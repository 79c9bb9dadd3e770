//! Query and count views over a snapshot. Pure functions, recomputed on demand.

use crate::model::{Order, OrderStatus};
use crate::sync::Snapshot;

/// Orders whose customer identity, raw text or rendered items contain `query`,
/// ignoring case. A blank query returns every order. Snapshot order is kept.
pub fn filter<'a>(snapshot: &'a Snapshot, query: &str) -> Vec<&'a Order> {
    let needle = query.trim().to_lowercase();
    if needle.is_empty() {
        return snapshot.orders().iter().collect();
    }
    snapshot
        .orders()
        .iter()
        .filter(|order| haystack(order).contains(&needle))
        .collect()
}

fn haystack(order: &Order) -> String {
    let mut text = String::new();
    for field in [&order.customer_name, &order.source_phone, &order.raw_text]
        .into_iter()
        .flatten()
    {
        text.push_str(field);
        text.push(' ');
    }
    for item in &order.items {
        text.push_str(&item.render());
        text.push(' ');
    }
    text.to_lowercase()
}

/// Per-status totals for the filter tabs.
#[derive(Debug, Clone, Copy, Default, PartialEq, Eq)]
pub struct StatusCounts {
    pub all: usize,
    pub pending: usize,
    pub shipped: usize,
    pub paid: usize,
    pub delivered: usize,
}

impl StatusCounts {
    pub fn get(&self, status: OrderStatus) -> usize {
        match status {
            OrderStatus::Pending => self.pending,
            OrderStatus::Shipped => self.shipped,
            OrderStatus::Paid => self.paid,
            OrderStatus::Delivered => self.delivered,
        }
    }
}

pub fn status_counts(snapshot: &Snapshot) -> StatusCounts {
    snapshot
        .orders()
        .iter()
        .fold(StatusCounts::default(), |mut counts, order| {
            counts.all += 1;
            match order.status {
                OrderStatus::Pending => counts.pending += 1,
                OrderStatus::Shipped => counts.shipped += 1,
                OrderStatus::Paid => counts.paid += 1,
                OrderStatus::Delivered => counts.delivered += 1,
            }
            counts
        })
}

[Task requirements]:
Take the material above and return all of it exactly.

[Solution to this exercise]:
repository 79c9bb9dadd3e770
//! Query and count views over a snapshot. Pure functions, recomputed on demand.

use crate::model::{Order, OrderStatus};
use crate::sync::Snapshot;

/// Orders whose customer identity, raw text or rendered items contain `query`,
/// ignoring case. A blank query returns every order. Snapshot order is kept.
pub fn filter<'a>(snapshot: &'a Snapshot, query: &str) -> Vec<&'a Order> {
    let needle = query.trim().to_lowercase();
    if needle.is_empty() {
        return snapshot.orders().iter().collect();
    }
    snapshot
        .orders()
        .iter()
        .filter(|order| haystack(order).contains(&needle))
        .collect()
}

fn haystack(order: &Order) -> String {
    let mut text = String::new();
    for field in [&order.customer_name, &order.source_phone, &order.raw_text]
        .into_iter()
        .flatten()
    {
        text.push_str(field);
        text.push(' ');
    }
    for item in &order.items {
        text.push_str(&item.render());
        text.push(' ');
    }
    text.to_lowercase()
}

/// Per-status totals for the filter tabs.
#[derive(Debug, Clone, Copy, Default, PartialEq, Eq)]
pub struct StatusCounts {
    pub all: usize,
    pub pending: usize,
    pub shipped: usize,
    pub paid: usize,
    pub delivered: usize,
}

impl StatusCounts {
    pub fn get(&self, status: OrderStatus) -> usize {
        match status {
            OrderStatus::Pending => self.pending,
            OrderStatus::Shipped => self.shipped,
            OrderStatus::Paid => self.paid,
            OrderStatus::Delivered => self.delivered,
        }
    }
}

pub fn status_counts(snapshot: &Snapshot) -> StatusCounts {
    snapshot
        .orders()
        .iter()
        .fold(StatusCounts::default(), |mut counts, order| {
            counts.all += 1;
            match order.status {
                OrderStatus::Pending => counts.pending += 1,
                OrderStatus::Shipped => counts.shipped += 1,
                OrderStatus::Paid => counts.paid += 1,
                OrderStatus::Delivered => counts.delivered += 1,
            }
            counts
        })
}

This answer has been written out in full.